# hdr Shootout #14



## Provo (Apr 27, 2011)

Well nobody has brought up a new challenge so I am donating some images for fun
Nothing special these are my scrap pile images but hey it's a challenge 

Here's a set 11 raw set pick & choose what ev steps you want to use. The range is from Ev +/- 5
*HDR Shootout #14

Even though in Adobe Bridge & lightroom you can see the EV spacing  Photomatix might not detect EV correctly the images are so close  together in terms of proper exposure
so you might have to tell Photomatix what ev steps they are. When the files are being imported via Photomatix




*


----------



## mindfloodz (Apr 27, 2011)

Hey Bud! I d/l'ed the zip file and when I get out of class today I am gonna give it a crack tonight and see what I can do with it! It's a nice lookin photo! Looking forward to playing with it

We'll have to chat this weekend. Gotta ask ya a few questions

Thank care,

Mindfloodz


----------



## Provo (Apr 27, 2011)

mindfloodz said:


> Hey Bud! I d/l'ed the zip file and when I get out of class today I am gonna give it a crack tonight and see what I can do with it! It's a nice lookin photo! Looking forward to playing with it
> 
> We'll have to chat this weekend.

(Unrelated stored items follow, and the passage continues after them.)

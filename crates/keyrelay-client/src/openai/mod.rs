//! `OpenAI` chat completions wire types and client.
//!
//! Works with any OpenAI-compatible endpoint (`LiteLLM`, vLLM, Azure `OpenAI`
//! behind a compatible gateway, ...).

use std::collections::HashMap;

use serde::{Deserialize, Serialize};

use keyrelay_common::{Message, MessageRole, ModelConfig, ModelRequest, Usage};

pub mod client;
pub use client::OpenAIClient;

/// Body fields owned by the client; `extra_args` may not override them.
pub(crate) const RESERVED_ARGS: &[&str] = &[
    "model",
    "messages",
    "stream",
    "temperature",
    "max_tokens",
    "api_key",
];

#[derive(Debug, Clone, Serialize, Deserialize)]
pub struct OpenAIMessage {
    pub role: MessageRole,
    #[serde(default, skip_serializing_if = "Option::is_none")]
    pub content: Option<String>,
}

impl From<&Message> for OpenAIMessage {
    fn from(message: &Message) -> Self {
        Self {
            role: message.role,
            content: Some(message.content.clone()),
        }
    }
}

/// Request body for `POST /chat/completions`.
#[derive(Debug, Serialize)]
pub struct ChatCompletionRequest {
    pub model: String,
    pub messages: Vec<OpenAIMessage>,
    #[serde(skip_serializing_if = "Option::is_none")]
    pub temperature: Option<f32>,
    #[serde(skip_serializing_if = "Option::is_none")]
    pub max_tokens: Option<u32>,
    #[serde(skip_serializing_if = "Option::is_none")]
    pub stream: Option<bool>,
    /// Per-call extra arguments, merged into the top level of the body.
    #[serde(flatten)]
    pub extra: HashMap<String, serde_json::Value>,
}

impl From<(&ModelRequest, &ModelConfig)> for ChatCompletionRequest {
    fn from((request, config): (&ModelRequest, &ModelConfig)) -> Self {
        let extra = request
            .options
            .extra_args
            .iter()
            .filter(|(key, _)| !RESERVED_ARGS.contains(&key.as_str()))
            .map(|(key, value)| (key.clone(), value.clone()))
            .collect();

        Self {
            model: request
                .model
                .clone()
                .unwrap_or_else(|| config.model.clone()),
            messages: request.messages.iter().map(OpenAIMessage::from).collect(),
            temperature: request.temperature.or(config.temperature),
            max_tokens: request.max_tokens.or(config.max_tokens),
            stream: Some(false),
            extra,
        }
    }
}

#[derive(Debug, Deserialize)]
pub struct ChatChoice {
    #[serde(default)]
    pub index: u32,
    pub message: OpenAIMessage,
    pub finish_reason: Option<String>,
}

/// Response body of `POST /chat/completions`.
#[derive(Debug, Deserialize)]
pub struct ChatCompletionResponse {
    pub id: String,
    #[serde(default)]
    pub created: u64,
    pub model: String,
    pub choices: Vec<ChatChoice>,
    pub usage: Option<Usage>,
}
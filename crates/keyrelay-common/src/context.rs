use serde::{Deserialize, Serialize};
use serde_json::{Map, Value};

/// Key under which the host stores inbound HTTP headers.
pub const HEADERS_KEY: &str = "headers";

/// State scoped to a single inbound request or session.
///
/// The host creates one per inbound request and drops it once the request
/// completes. Values are opaque JSON; plugins only read them. Inbound HTTP
/// headers live in a nested object under [`HEADERS_KEY`], keyed by the header
/// name exactly as it arrived (no case folding).
///
/// # Examples
///
/// ```
/// use keyrelay_common::RequestContext;
///
/// let state = RequestContext::new()
///     .with_header("authorization", "Bearer tok-A")
///     .with_value("user_id", "u-42");
///
/// assert_eq!(state.header("authorization"), Some("Bearer tok-A"));
/// assert_eq!(state.header("Authorization"), None);
/// ```
#[derive(Debug, Clone, Default, PartialEq, Eq, Serialize, Deserialize)]
#[serde(transparent)]
pub struct RequestContext {
    state: Map<String, Value>,
}

impl RequestContext {
    #[must_use]
    pub fn new() -> Self {
        Self::default()
    }

    /// Builds a context whose header map holds the given pairs.
    pub fn from_headers<I, K, V>(headers: I) -> Self
    where
        I: IntoIterator<Item = (K, V)>,
        K: Into<String>,
        V: Into<String>,
    {
        headers
            .into_iter()
            .fold(Self::new(), |state, (name, value)| {
                state.with_header(name, value)
            })
    }

    #[must_use]
    pub fn get(&self, key: &str) -> Option<&Value> {
        self.state.get(key)
    }

    pub fn insert(&mut self, key: impl Into<String>, value: impl Into<Value>) -> Option<Value> {
        self.state.insert(key.into(), value.into())
    }

    #[must_use]
    pub fn with_value(mut self, key: impl Into<String>, value: impl Into<Value>) -> Self {
        self.insert(key, value);
        self
    }

    /// Adds a header, creating the header map if needed.
    ///
    /// A non-object value already stored under [`HEADERS_KEY`] is replaced.
    #[must_use]
    pub fn with_header(mut self, name: impl Into<String>, value: impl Into<String>) -> Self {
        let headers = self
            .state
            .entry(HEADERS_KEY)
            .or_insert_with(|| Value::Object(Map::new()));

        if !headers.is_object() {
            *headers = Value::Object(Map::new());
        }

        if let Value::Object(map) = headers {
            map.insert(name.into(), Value::String(value.into()));
        }

        self
    }

    /// The inbound header map, if one is present and is an object.
    #[must_use]
    pub fn headers(&self) -> Option<&Map<String, Value>> {
        self.state.get(HEADERS_KEY).and_then(Value::as_object)
    }

    /// Looks up a header by its exact name. Non-string values read as absent.
    #[must_use]
    pub fn header(&self, name: &str) -> Option<&str> {
        self.headers()
            .and_then(|headers| headers.get(name))
            .and_then(Value::as_str)
    }

    /// Top-level state keys.
    pub fn keys(&self) -> impl Iterator<Item = &str> {
        self.state.keys().map(String::as_str)
    }

    #[must_use]
    pub fn is_empty(&self) -> bool {
        self.state.is_empty()
    }
}

impl From<Map<String, Value>> for RequestContext {
    fn from(state: Map<String, Value>) -> Self {
        Self { state }
    }
}
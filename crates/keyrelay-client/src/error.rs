//! Error types for the client library.

use std::time::Duration;

use serde::Deserialize;
use thiserror::Error;

/// Error response from the API.
///
/// `OpenAI` and Anthropic both wrap the message in an `error` object.
#[derive(Debug, Deserialize)]
pub struct ErrorResponse {
    pub error: ErrorDetail,
}

#[derive(Debug, Deserialize)]
pub struct ErrorDetail {
    pub message: String,
}

/// Errors that can occur when interacting with LLM APIs.
#[derive(Debug, Error)]
#[non_exhaustive]
pub enum ClientError {
    /// Network or HTTP request failure.
    ///
    /// Indicates issues like DNS resolution, connection failures, or socket errors.
    #[error("Network error: {0}")]
    NetworkError(#[from] reqwest::Error),

    /// Middleware layer error (retry policy, retry-after handling).
    #[error("Middleware error: {0}")]
    MiddlewareError(#[from] reqwest_middleware::Error),

    #[error("Serialization error: {0}")]
    SerializationError(#[from] serde_json::Error),

    /// API authentication failure (HTTP 401).
    ///
    /// Neither the forwarded credential nor the static key was accepted.
    #[error("Authentication error: {0}")]
    AuthenticationError(String),

    /// Rate limit exceeded (HTTP 429).
    #[error("Rate limit exceeded: {retry_after:?}")]
    RateLimitError {
        /// Suggested wait time before retrying, if provided by the API.
        retry_after: Option<Duration>,
    },

    /// Client configuration issue.
    ///
    /// Missing endpoint, missing credential, or a key that isn't a valid header value.
    #[error("Configuration error: {0}")]
    ConfigurationError(String),

    /// Request timeout.
    #[error("Timeout error")]
    TimeoutError,

    #[error("Invalid request: {0}")]
    InvalidRequest(String),

    /// The API returned data that doesn't match the expected format.
    #[error("Invalid response: {0}")]
    InvalidResponse(String),

    /// Any other non-success status.
    #[error("Request failed: {0}")]
    RequestError(String),

    /// API service unavailable (5xx errors).
    #[error("Service unavailable: {0}")]
    ServiceUnavailable(String),
}

impl ClientError {
    /// Maps a non-success HTTP status and its body to an error.
    ///
    /// Structured `{"error": {"message": ...}}` bodies are unwrapped; anything
    /// else is kept as raw text.
    #[must_use]
    pub fn from_status(status: u16, body: &str, retry_after: Option<Duration>) -> Self {
        let message = serde_json::from_str::<ErrorResponse>(body)
            .map_or_else(|_| body.to_string(), |parsed| parsed.error.message);

        match status {
            401 => Self::AuthenticationError(message),
            408 => Self::TimeoutError,
            429 => Self::RateLimitError { retry_after },
            500..=599 => Self::ServiceUnavailable(message),
            _ => Self::RequestError(format!("status {status}: {message}")),
        }
    }

    /// Check if this error is potentially retryable.
    ///
    /// Returns `true` for network errors, timeouts, rate limits, and service unavailable errors.
    #[must_use]
    pub const fn is_retryable(&self) -> bool {
        matches!(
            self,
            Self::NetworkError(_)
                | Self::MiddlewareError(_)
                | Self::TimeoutError
                | Self::RateLimitError { .. }
                | Self::ServiceUnavailable(_)
        )
    }

    #[must_use]
    pub const fn is_authentication_error(&self) -> bool {
        matches!(self, Self::AuthenticationError(_))
    }

    #[must_use]
    pub const fn retry_after(&self) -> Option<Duration> {
        match self {
            Self::RateLimitError { retry_after } => *retry_after,
            _ => None,
        }
    }
}
//! Attach-merge engine.
//!
//! Both directions use one connection, one attached database and one
//! transaction:
//!
//! - **Import** opens the application database, attaches the staged external
//!   file, and replaces the destination table's rows with the source's rows.
//! - **Export** opens a fresh scratch database, attaches the application
//!   database, and snapshots the table with a single `CREATE TABLE … AS SELECT`.
//!
//! The attachment is made before the transaction begins and is always
//! detached afterwards, whether the transaction committed or rolled back.
//! Connections are scoped to one call and closed on every path.

use std::path::Path;
use std::time::Duration;

use rusqlite::{Connection, OpenFlags, TransactionBehavior};
use serde::Serialize;
use tracing::{debug, info, warn};

use crate::config::DEFAULT_BUSY_TIMEOUT;
use crate::error::{Error, Result};
use crate::storage::schema::{plan_copy, table_columns, table_exists, SchemaPolicy};
use crate::validate::{quote_identifier, TableName};

/// Schema alias for the attached database.
pub const SOURCE_ALIAS: &str = "xfer_src";

/// Options shared by both directions.
#[derive(Debug, Clone, Copy)]
pub struct MergeOptions {
    pub busy_timeout: Duration,
    pub schema_policy: SchemaPolicy,
}

impl Default for MergeOptions {
    fn default() -> Self {
        Self {
            busy_timeout: DEFAULT_BUSY_TIMEOUT,
            schema_policy: SchemaPolicy::default(),
        }
    }
}

/// What an import changed.
#[derive(Debug, Clone, Serialize)]
pub struct ImportReport {
    pub table: String,
    pub rows_deleted: usize,
    pub rows_copied: usize,
    /// True when the destination table did not exist and was created.
    pub table_created: bool,
    /// Columns copied, in source order.
    pub columns: Vec<String>,
}

/// What an export wrote.
#[derive(Debug, Clone, Serialize)]
pub struct ExportReport {
    pub table: String,
    pub rows_exported: u64,
    pub columns: Vec<String>,
}

/// Replace `table` in the application database with the external copy.
///
/// The destination is created from the source's shape if it is missing.
/// Every mutation happens inside one `IMMEDIATE` transaction: on failure
/// the destination keeps exactly its previous contents.
///
/// # Errors
///
/// - [`Error::OpenFailure`] if the application database is missing or invalid
/// - [`Error::AttachFailure`] if the external file cannot be attached
/// - [`Error::TableNotFound`] if the external file lacks the table
/// - [`Error::SchemaMismatch`] if the policy rejects the existing destination
/// - [`Error::TransactionFailure`] if any statement fails (rolled back)
pub fn import_table(
    app_db: &Path,
    external_db: &Path,
    table: &TableName,
    options: &MergeOptions,
) -> Result<ImportReport> {
    let mut conn = open_app(app_db, options.busy_timeout)?;
    attach(&conn, external_db, SOURCE_ALIAS)?;

    let result = replace_table(&mut conn, table, options.schema_policy);
    detach_logged(&conn, SOURCE_ALIAS);

    if let Ok(report) = &result {
        info!(
            table = %table,
            deleted = report.rows_deleted,
            copied = report.rows_copied,
            created = report.table_created,
            "Import committed"
        );
    }
    result
}

/// Snapshot `table` from the application database into a new scratch file.
///
/// The scratch database must be empty. After a failure its contents are
/// undefined and the caller discards it.
///
/// # Errors
///
/// - [`Error::OpenFailure`] if either database cannot be opened
/// - [`Error::AttachFailure`] if the application database cannot be attached
/// - [`Error::TableNotFound`] if the application database lacks the table
/// - [`Error::TransactionFailure`] if the snapshot statement fails
pub fn export_table(
    app_db: &Path,
    scratch_db: &Path,
    table: &TableName,
    options: &MergeOptions,
) -> Result<ExportReport> {
    // ATTACH would silently create a missing file, so probe first
    drop(open_app(app_db, options.busy_timeout)?);

    let mut conn = open_scratch(scratch_db, options.busy_timeout)?;
    attach(&conn, app_db, SOURCE_ALIAS)?;

    let result = snapshot_table(&mut conn, table);
    detach_logged(&conn, SOURCE_ALIAS);

    if let Ok(report) = &result {
        info!(table = %table, rows = report.rows_exported, "Export snapshot committed");
    }
    result
}

/// Open an existing database read-write. Never creates the file.
///
/// # Errors
///
/// Returns [`Error::OpenFailure`] if the file is missing, unreadable, or not
/// a database.
pub fn open_app(path: &Path, busy_timeout: Duration) -> Result<Connection> {
    let open_failure = |e: rusqlite::Error| Error::OpenFailure {
        path: path.to_path_buf(),
        reason: e.to_string(),
    };

    let conn = Connection::open_with_flags(
        path,
        OpenFlags::SQLITE_OPEN_READ_WRITE | OpenFlags::SQLITE_OPEN_NO_MUTEX,
    )
    .map_err(open_failure)?;
    conn.busy_timeout(busy_timeout).map_err(open_failure)?;

    // Opening is lazy; reading the schema is what rejects a non-database
    schema_object_count(&conn, "main").map_err(open_failure)?;
    Ok(conn)
}

/// Open (creating if needed) an empty scratch database.
///
/// # Errors
///
/// Returns [`Error::OpenFailure`] if the file cannot be opened or already
/// contains schema objects.
pub fn open_scratch(path: &Path, busy_timeout: Duration) -> Result<Connection> {
    let open_failure = |e: rusqlite::Error| Error::OpenFailure {
        path: path.to_path_buf(),
        reason: e.to_string(),
    };

    let conn = Connection::open(path).map_err(open_failure)?;
    conn.busy_timeout(busy_timeout).map_err(open_failure)?;

    let objects = schema_object_count(&conn, "main").map_err(open_failure)?;
    if objects > 0 {
        return Err(Error::OpenFailure {
            path: path.to_path_buf(),
            reason: format!("scratch database is not empty ({objects} schema objects)"),
        });
    }
    Ok(conn)
}

/// Attach `path` to `conn` as `alias`.
///
/// The path is bound as a parameter. The attached schema is read once so
/// that a file which is not a database fails here rather than mid-merge.
///
/// # Errors
///
/// Returns [`Error::AttachFailure`] if the alias is already in use or the
/// file is not a valid database.
pub fn attach(conn: &Connection, path: &Path, alias: &str) -> Result<()> {
    let attach_failure = |reason: String| Error::AttachFailure {
        path: path.to_path_buf(),
        reason,
    };

    let path_str = path
        .to_str()
        .ok_or_else(|| attach_failure("path is not valid UTF-8".to_string()))?;

    conn.execute(
        &format!("ATTACH DATABASE ?1 AS {}", quote_identifier(alias)),
        [path_str],
    )
    .map_err(|e| attach_failure(e.to_string()))?;

    if let Err(e) = schema_object_count(conn, alias) {
        detach_logged(conn, alias);
        return Err(attach_failure(e.to_string()));
    }

    debug!(alias, path = %path.display(), "Attached database");
    Ok(())
}

/// Detach `alias` from `conn`.
///
/// # Errors
///
/// Returns an error if the alias is not attached or is still in use by an
/// open transaction.
pub fn detach(conn: &Connection, alias: &str) -> Result<()> {
    conn.execute(&format!("DETACH DATABASE {}", quote_identifier(alias)), [])?;
    debug!(alias, "Detached database");
    Ok(())
}

fn detach_logged(conn: &Connection, alias: &str) {
    if let Err(e) = detach(conn, alias) {
        warn!(alias, error = %e, "Detach failed; connection close will release it");
    }
}

fn schema_object_count(conn: &Connection, schema: &str) -> rusqlite::Result<i64> {
    conn.query_row(
        &format!("SELECT count(*) FROM {}.sqlite_master", quote_identifier(schema)),
        [],
        |row| row.get(0),
    )
}

/// The import transaction: ensure, delete, copy, commit.
pub(crate) fn replace_table(
    conn: &mut Connection,
    table: &TableName,
    policy: SchemaPolicy,
) -> Result<ImportReport> {
    let failed = |e: rusqlite::Error| Error::TransactionFailure {
        table: table.to_string(),
        source: e,
    };

    let tx = conn
        .transaction_with_behavior(TransactionBehavior::Immediate)
        .map_err(failed)?;

    if !table_exists(&tx, SOURCE_ALIAS, table).map_err(failed)? {
        return Err(Error::TableNotFound {
            schema: "external".to_string(),
            table: table.to_string(),
        });
    }

    let source_columns = table_columns(&tx, SOURCE_ALIAS, table).map_err(failed)?;
    let existing = if table_exists(&tx, "main", table).map_err(failed)? {
        Some(table_columns(&tx, "main", table).map_err(failed)?)
    } else {
        None
    };

    let columns = plan_copy(table, &source_columns, existing.as_deref(), policy)?;

    let quoted = table.quoted();
    let source = format!("{}.{quoted}", quote_identifier(SOURCE_ALIAS));

    let table_created = existing.is_none();
    if table_created {
        tx.execute(
            &format!("CREATE TABLE main.{quoted} AS SELECT * FROM {source} WHERE 0"),
            [],
        )
        .map_err(failed)?;
        debug!(table = %table, "Created destination table from source shape");
    }

    let column_list = columns
        .iter()
        .map(|c| quote_identifier(c))
        .collect::<Vec<_>>()
        .join(", ");

    let rows_deleted = tx
        .execute(&format!("DELETE FROM main.{quoted}"), [])
        .map_err(failed)?;
    let rows_copied = tx
        .execute(
            &format!(
                "INSERT INTO main.{quoted} ({column_list}) SELECT {column_list} FROM {source}"
            ),
            [],
        )
        .map_err(failed)?;

    tx.commit().map_err(failed)?;

    Ok(ImportReport {
        table: table.to_string(),
        rows_deleted,
        rows_copied,
        table_created,
        columns,
    })
}

/// The export transaction: one `CREATE TABLE … AS SELECT`, then commit.
fn snapshot_table(conn: &mut Connection, table: &TableName) -> Result<ExportReport> {
    let failed = |e: rusqlite::Error| Error::TransactionFailure {
        table: table.to_string(),
        source: e,
    };

    let tx = conn.transaction().map_err(failed)?;

    if !table_exists(&tx, SOURCE_ALIAS, table).map_err(failed)? {
        return Err(Error::TableNotFound {
            schema: "application".to_string(),
            table: table.to_string(),
        });
    }

    let quoted = table.quoted();
    tx.execute(
        &format!(
            "CREATE TABLE main.{quoted} AS SELECT * FROM {}.{quoted}",
            quote_identifier(SOURCE_ALIAS)
        ),
        [],
    )
    .map_err(failed)?;

    let rows: i64 = tx
        .query_row(&format!("SELECT count(*) FROM main.{quoted}"), [], |row| {
            row.get(0)
        })
        .map_err(failed)?;
    let columns = table_columns(&tx, "main", table)
        .map_err(failed)?
        .into_iter()
        .map(|c| c.name)
        .collect();

    tx.commit().map_err(failed)?;

    Ok(ExportReport {
        table: table.to_string(),
        rows_exported: rows.unsigned_abs(),
        columns,
    })
}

Gotta ask ya a few questions
> 
> ...



That's cool going to be pretty busy but you can try & see if you catch me.


----------



## Provo (Apr 28, 2011)

here's my edit


----------



## TwoTwoLeft (Apr 28, 2011)

I'll give it a try...


----------



## mindfloodz (Apr 28, 2011)

Here's my attempt. I could have taken it in a couple different directions, but I decided to go this route. Tell me what cha think!


----------



## tommytinkroom (May 1, 2011)

Here's my effort.I've just started experimenting with HDR i have a Nikon D90,i used Photomatrix what would op's recommend as the best software for HDR?


----------



## Provo (May 1, 2011)

tommytinkroom said:


> Here's my effort.I've just started experimenting with HDR i have a Nikon D90,i used Photomatrix what would op's recommend as the best software for HDR?


 
Photomatix Pro,Dynamic Photo HDR 5, Unified Color Expose.. But Best one so far is Photomatix Pro that's the industry leader


----------



## mistermonday (May 3, 2011)

Like other certain types of scenes, Photomatix had some trouble with the sun. However, Oloneo did a super job of merging the source images.
Regards, Murray


----------



## Provo (May 4, 2011)

mistermonday said:


> Like other certain types of scenes, Photomatix had some trouble with the sun. However, Oloneo did a super job of merging the source images.
> Regards, Murray
> ]



Murray nice but should I say like other types of scenes,Oleneo had some trouble with removing halos and color banding in the sky. However Photomatix did a super job of merging the source images
with an added bonus of no halos,no problems with the sun or color banding.layball:

Im kidding with you Murray. But I did use photomatix and had none of the issues you mentioned exept one thing I made a mistake on the fill light in Lightroom I brought it down to much that's all. Oleneo didn't do a bad job just those two things I mentioned are noticeable but the scene has good fill light I'd giveth that:thumbup:


----------



## mistermonday (May 4, 2011)

Provo said:


> mistermonday said:
> 
> 
> > Like other certain types of scenes, Photomatix had some trouble with the sun. However, Oloneo did a super job of merging the source images.
> ...



JM, thanks for replying to my very first post here. Yes, you raise two good points. I have done extensive evaluations of Oloneo and Photomatix and they both work quite differently in both how they merge source files and how they tonemap. 
They both use different methods to generate and smooth halos. Photomatix really excels in that regard. You can apply full strength with the Strength slider and amplify the halos with the Light Smoothing / Light mode and the you can use to Smooth Highlights slider to completely reverse the tone inversion in the highlights. In Oloneo it is usually not possible to get rid of its halos.
After considerable work on many different types of images from intense fine detail to smooth continuous tones I have come  to understand how both apps work and know which will produce the look on need on which image. The bad news is that I will end up having to own both of them - at least until either of them or their competitors can come out with a version that satisfies the needs of all my images.
Regards, Murray


----------